入船長屋のおみわ③ 春の炎 山本巧次
〜江戸美人捕物帳〜
付け火が続いている江戸の町で、美羽が仕切る長屋の塀でも小火が出た。住み始めて間もない仏師の弟子・仙之介の部屋の脇だった。火事場に長さを測るためのような紐が残されていた。
長屋の小火の後、呉服屋大倉屋が燃えた。大火事にはならなかったが、居住部屋が燃え、大名家に収める花嫁衣装が燃えた。仙之介の師匠・恒徳の彫った地蔵菩薩を家に置いておくと火除けに効き目があると評判だった。三浦屋の寮が燃えた。恒徳の地蔵菩薩があったにもかかわらず全焼し、誰もいないはずの寮で寝ていた老人が亡くなった。
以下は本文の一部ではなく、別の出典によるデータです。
//! Staged analysis driver.
//!
//! ```text
//! Grammar ──tag──▶ TaggedGrammar ──validate──▶ Analysis
//! ```
//!
//! `tag` removes immediate left recursion, runs the two tagging rounds and
//! rewrites into simple form. `validate` enumerates dependency cycles (when
//! the grammar is small enough) and judges each of them.

use std::fmt;

use serde::Serialize;

use crate::analyze::{DepGraph, is_cycle_valid, is_valid};
use crate::grammar::{Grammar, NodeId};
use crate::oracle::{Tagging, brute_force_tagging};
use crate::report::Report;

/// Largest reachable nonterminal count for which cycles are enumerated.
pub const DEFAULT_MAX_NON_TERMINALS: usize = 70;

/// Analysis settings.
#[derive(Clone, Debug)]
pub struct AnalysisConfig {
    /// Size gate before cycle enumeration.
    pub max_non_terminals: usize,
    /// Cross-check the tagging against the exhaustive search.
    pub brute_force: bool,
    /// Drop conflicting pairs from the pair table while tagging.
    pub remove_contradictions: bool,
    /// Rewrite into simple form before cycle analysis.
    pub simplify: bool,
}

impl Default for AnalysisConfig {
    fn default() -> Self {
        Self {
            max_non_terminals: DEFAULT_MAX_NON_TERMINALS,
            brute_force: false,
            remove_contradictions: true,
            simplify: true,
        }
    }
}

impl AnalysisConfig {
    pub fn with_max_non_terminals(mut self, max: usize) -> Self {
        self.max_non_terminals = max;
        self
    }

    pub fn with_brute_force(mut self, value: bool) -> Self {
        self.brute_force = value;
        self
    }

    pub fn with_remove_contradictions(mut self, value: bool) -> Self {
        self.remove_contradictions = value;
        self
    }

    pub fn with_simplify(mut self, value: bool) -> Self {
        self.simplify = value;
        self
    }
}

/// Grammar-level outcome.
#[derive(Clone, Copy, Debug, PartialEq, Eq, Serialize)]
#[serde(rename_all = "snake_case")]
pub enum Verdict {
    Vpg,
    NotVpg,
    /// Cycle enumeration skipped by the size gate.
    TooLarge,
}

impl fmt::Display for Verdict {
    fn fmt(&self, f: &mut fmt::Formatter<'_>) -> fmt::Result {
        f.write_str(match self {
            Verdict::Vpg => "VPG",
            Verdict::NotVpg => "not a VPG",
            Verdict::TooLarge => "too large",
        })
    }
}

/// One enumerated cycle and whether it passed.
#[derive(Clone, Debug, PartialEq, Eq)]
pub struct CycleVerdict {
    pub vertices: Vec<NodeId>,
    pub valid: bool,
}

/// Exhaustive-search tagging next to the heuristic one.
#[derive(Clone, Debug)]
pub struct OracleComparison {
    pub tagging: Tagging,
    pub agrees: bool,
}

pub struct GrammarAnalyzer {
    config: AnalysisConfig,
}

impl GrammarAnalyzer {
    pub fn new(config: AnalysisConfig) -> Self {
        Self { config }
    }

    pub fn config(&self) -> &AnalysisConfig {
        &self.config
    }

    pub fn tag(&self, mut grammar: Grammar) -> TaggedGrammar {
        let had_left_recursion = grammar.is_left_recursive();
        if had_left_recursion {
            grammar.remove_left_recursion();
        }

        grammar.tag(self.config.remove_contradictions);
        if self.config.simplify {
            grammar.to_simple_form();
        }

        TaggedGrammar {
            grammar,
            had_left_recursion,
            config: self.config.clone(),
        }
    }

    /// `tag` followed by `validate`.
    pub fn analyze(&self, grammar: Grammar) -> Analysis {
        self.tag(grammar).validate()
    }
}

/// A grammar after left-recursion removal, tagging and simplification.
pub struct TaggedGrammar {
    grammar: Grammar,
    had_left_recursion: bool,
    config: AnalysisConfig,
}

impl TaggedGrammar {
    pub fn grammar(&self) -> &Grammar {
        &self.grammar
    }

    pub fn had_left_recursion(&self) -> bool {
        self.had_left_recursion
    }

    pub fn validate(self) -> Analysis {
        let grammar = self.grammar;
        let oracle = self.config.brute_force.then(|| compare_with_oracle(&grammar));

        let (verdict, cycles) = if grammar.non_terminal_count() > self.config.max_non_terminals {
            (Verdict::TooLarge, Vec::new())
        } else {
            let graph = DepGraph::build(&grammar);
            let cycles = graph.enumerate_cycles();
            let verdict = if is_valid(&grammar, &graph, &cycles) {
                Verdict::Vpg
            } else {
                Verdict::NotVpg
            };
            let verdicts = cycles
                .iter()
                .map(|cycle| CycleVerdict {
                    vertices: cycle.vertices().to_vec(),
                    valid: is_cycle_valid(&grammar, &cycle.edges(&graph)),
                })
                .collect();
            (verdict, verdicts)
        };

        tracing::info!(
            grammar = grammar.name().unwrap_or("<anonymous>"),
            non_terminals = grammar.non_terminal_count(),
            call = grammar.call().len(),
            ret = grammar.ret().len(),
            cycles = cycles.len(),
            left_recursive = self.had_left_recursion,
            %verdict,
            "analyzed grammar"
        );

        Analysis {
            grammar,
            had_left_recursion: self.had_left_recursion,
            verdict,
            cycles,
            oracle,
        }
    }
}

fn compare_with_oracle(grammar: &Grammar) -> OracleComparison {
    let tagging = brute_force_tagging(grammar);
    let agrees = tagging.agrees_with(grammar);
    if !agrees {
        tracing::warn!(
            grammar = grammar.name().unwrap_or("<anonymous>"),
            heuristic_call = grammar.call().len(),
            oracle_call = tagging.call.len(),
            "brute-force tagging differs from heuristic tagging"
        );
    }
    OracleComparison { tagging, agrees }
}

/// Final result for one grammar.
pub struct Analysis {
    grammar: Grammar,
    pub had_left_recursion: bool,
    pub verdict: Verdict,
    /// Empty when the size gate skipped enumeration.
    pub cycles: Vec<CycleVerdict>,
    pub oracle: Option<OracleComparison>,
}

impl Analysis {
    /// The rewritten grammar with its tagging.
    pub fn grammar(&self) -> &Grammar {
        &self.grammar
    }

    pub fn is_vpg(&self) -> bool {
        self.verdict == Verdict::Vpg
    }

    /// Whether at least one terminal was tagged call.
    pub fn is_tagged(&self) -> bool {
        !self.grammar.call().is_empty()
    }

    pub fn report(&self) -> Report {
        Report::from_analysis(self)
    }
}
大倉屋の付け火の跡にも紐が残され、若旦那に頼まれ美羽は付け火の真相を探る。
大倉屋と西島屋の呉服店争い、行人坂の大火の三十三回忌の法要の火除け地蔵菩薩の奉納の仏師の競い、恒徳か円劉の争いが関わっているのか。
仙之介が頭を殴られ命を狙われる。
長屋の壁と三浦屋の寮の付け火の犯人は、円劉だった。恒徳の地蔵菩薩の評判が許せなかった。法要の奉納が恒徳に決まることが許されなかった。
海辺大工町の納屋の付け火は蝋燭を使った時限装置の試しだった。そして大倉屋に犯人は長屋に火をつけた者と考えられるように紐を残して火を付けた。仙之介は紐のことを知っている数少ない者の中から犯人を推察したため犯人に命を狙われた。犯人は恒徳だった。二年前の火事で地蔵菩薩の御利益の評判があがったが、下がらないようにもう一度という考えから、大倉屋に火を付けた。だが、婚礼衣装が燃え、効能に疑いが挟まれた。
大火の法要は行われるが、地蔵菩薩の奉納は取りやめになった。
大倉屋に呼び出された美羽は、大倉屋の女将が、嫁に来たくば、長屋を出、行儀見習い躾けをし直して来い。と言う言葉を聞いた。美羽はこんなふざけた家への嫁入りはこっちから願い下げだと障子を壊して帰って来た。